Though Italy has hosted dozens of Tour stages over the years, beginning in 1948 and most recently in 2011, Italy has never hosted the hype and fanfare of a Tour “grand départ.”

The Italian expedition in 2024 comes after race owner ASO is already breaking with Tour tradition that same year to move the final stage away from Paris and its nearby suburbs.

With Paris hosting the 2024 Olympic Games, beginning just days after the 2024 Tour is slated to end, officials are placing the final stage to Nice and France’s Côte d’Azur.

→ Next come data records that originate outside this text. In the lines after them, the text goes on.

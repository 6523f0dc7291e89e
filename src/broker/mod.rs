//! Credential broker
//!
//! Hands out bearer credentials for fetching a repository: the caller's own
//! GitHub token when their account is linked, otherwise an installation token
//! for the repository, gated on an active subscription and a collaborator
//! grant. Installation tokens are stored encrypted and renewed in place once
//! they get within [`EXPIRY_MARGIN_SECS`] of expiry.

mod session;

pub use session::{CurrentUser, Session, StaticSession};

use std::collections::HashMap;

use thiserror::Error;

use crate::crypto::{Cipher, CryptoError};
use crate::now_unix;
use crate::remote::{InstallationApi, RemoteError};
use crate::store::{CredentialStore, InstallationTokenRecord, StoreError};
use crate::types::RepoKey;

/// Stored installation tokens are treated as expired this long before their
/// real expiry.
pub const EXPIRY_MARGIN_SECS: i64 = 60;

/// Errors returned by the credential broker.
#[derive(Debug, Error)]
pub enum BrokerError {
    #[error("not authenticated")]
    NotAuthenticated,

    #[error("account is not linked to a GitHub identity")]
    NotLinked,

    #[error("no stored token for this account")]
    NotFound,

    #[error("app is not installed on {0}")]
    InstallationNotFound(String),

    #[error("stored credential could not be decrypted")]
    DecryptionFailed,

    #[error("no active subscription for {0}")]
    NoActiveSubscription(String),

    #[error("no permission to access {0}")]
    NoPermission(String),

    #[error("remote query failed: {0}")]
    RemoteQueryFailed(#[from] RemoteError),

    #[error("store error: {0}")]
    Store(#[from] StoreError),

    #[error("encryption error: {0}")]
    Encryption(#[from] CryptoError),
}

/// Issues and renews credentials. Holds no per-request state; see
/// [`CredentialBroker::request`].
pub struct CredentialBroker<S, A, X> {
    store: S,
    api: A,
    cipher: X,
}

impl<S, A, X> CredentialBroker<S, A, X>
where
    S: CredentialStore,
    A: InstallationApi,
    X: Cipher,
{
    pub fn new(store: S, api: A, cipher: X) -> Self {
        Self { store, api, cipher }
    }

    pub fn store(&self) -> &S {
        &self.store
    }

    pub fn api(&self) -> &A {
        &self.api
    }

    pub fn cipher(&self) -> &X {
        &self.cipher
    }

    /// Starts a unit of work for one caller. Results are memoized for the
    /// lifetime of the returned scope only.
    pub fn request<'a>(&'a self, session: &'a dyn Session) -> RequestScope<'a, S, A, X> {
        RequestScope {
            broker: self,
            session,
            user_tokens: HashMap::new(),
            installation_tokens: HashMap::new(),
            tokens: HashMap::new(),
        }
    }

    fn user_token_for(&self, user: &CurrentUser) -> Result<String, BrokerError> {
        if !user.is_linked() {
            return Err(BrokerError::NotLinked);
        }
        let sealed = self
            .store
            .user_token(&user.id)?
            .ok_or(BrokerError::NotFound)?;
        self.cipher
            .decrypt(&sealed)
            .ok_or(BrokerError::DecryptionFailed)
    }

    fn mint(&self, installation_id: u64) -> Result<(String, InstallationTokenRecord), BrokerError> {
        let minted = self.api.mint_installation_token(installation_id)?;
        let record = InstallationTokenRecord {
            installation_id,
            sealed: self.cipher.encrypt(&minted.token)?,
            expires_at: minted.expires_at,
        };
        Ok((minted.token, record))
    }

    /// Returns a live installation token for `key`, minting or renewing it
    /// as needed. Never memoized.
    pub fn installation_token(&self, key: &RepoKey) -> Result<String, BrokerError> {
        let installation_id = self
            .api
            .find_installation(key)?
            .ok_or_else(|| BrokerError::InstallationNotFound(key.to_string()))?;

        match self.store.installation_token(installation_id)? {
            None => {
                let (token, record) = self.mint(installation_id)?;
                self.store.insert_installation_token(&record)?;
                log::info!(
                    "minted installation token for {} (installation {})",
                    key,
                    installation_id
                );
                Ok(token)
            }
            Some(record) if now_unix() < record.expires_at - EXPIRY_MARGIN_SECS => self
                .cipher
                .decrypt(&record.sealed)
                .ok_or(BrokerError::DecryptionFailed),
            Some(_) => {
                let (token, record) = self.mint(installation_id)?;
                self.store.update_installation_token(&record)?;
                log::info!(
                    "renewed installation token for {} (installation {})",
                    key,
                    installation_id
                );
                Ok(token)
            }
        }
    }
}

/// Per-request view of the broker with memoized lookups.
///
/// Each retrieval is cached by its full argument tuple. Only successes are
/// kept; a failed lookup is retried if asked again. Dropping the scope
/// discards everything, so the next request re-checks expiry.
pub struct RequestScope<'a, S, A, X> {
    broker: &'a CredentialBroker<S, A, X>,
    session: &'a dyn Session,
    user_tokens: HashMap<String, String>,
    installation_tokens: HashMap<RepoKey, String>,
    tokens: HashMap<(String, RepoKey), String>,
}

impl<S, A, X> RequestScope<'_, S, A, X>
where
    S: CredentialStore,
    A: InstallationApi,
    X: Cipher,
{
    fn current_user(&self) -> Result<CurrentUser, BrokerError> {
        self.session
            .current_user()
            .ok_or(BrokerError::NotAuthenticated)
    }

    /// The caller's own linked GitHub token.
    pub fn user_token(&mut self) -> Result<String, BrokerError> {
        let user = self.current_user()?;
        if let Some(token) = self.user_tokens.get(&user.id) {
            return Ok(token.clone());
        }

        let token = self.broker.user_token_for(&user)?;
        self.user_tokens.insert(user.id, token.clone());
        Ok(token)
    }

    pub fn installation_token(&mut self, key: &RepoKey) -> Result<String, BrokerError> {
        if let Some(token) = self.installation_tokens.get(key) {
            return Ok(token.clone());
        }

        let token = self.broker.installation_token(key)?;
        self.installation_tokens.insert(key.clone(), token.clone());
        Ok(token)
    }

    /// Credential the caller should use to read `key`.
    ///
    /// Linked callers get their own token. Everyone else needs an active
    /// subscription for the owner and a collaborator grant on the repository,
    /// checked in that order before any remote call.
    pub fn token(&mut self, key: &RepoKey) -> Result<String, BrokerError> {
        let user = self.current_user()?;
        let memo_key = (user.id.clone(), key.clone());
        if let Some(token) = self.tokens.get(&memo_key) {
            return Ok(token.clone());
        }

        let token = if user.is_linked() {
            self.user_token()?
        } else {
            let store = &self.broker.store;
            if !store.has_active_subscription(key.owner.as_str())? {
                return Err(BrokerError::NoActiveSubscription(key.owner.to_string()));
            }
            if !store.has_collaborator_grant(&user.id, key.owner.as_str(), key.repo.as_str())? {
                return Err(BrokerError::NoPermission(key.to_string()));
            }
            self.installation_token(key)?
        };

        self.tokens.insert(memo_key, token.clone());
        Ok(token)
    }
}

The first three stages of the 2024 Tour de France:

Saturday, 29 June — Stage 1: Florence to Rimini, 205km
Sunday, 30 June — Stage 2: Cesenatico to Bologna, 200km
Monday, 1 July – Stage 3: Piacenza to Turin, 225km

Here’s how ASO described the opening stages:

After leaving the gorgeous Florence, the trek through Tuscany and Emilia-Romagna leading to the seaside finale in Rimini will pit the peloton against a total altitude gain of 3,700 metres from day one — fortune will really favor the bold.

Along the way, the San Marino climb will add the microstate to the list of 14 countries that have hosted the grande boucle.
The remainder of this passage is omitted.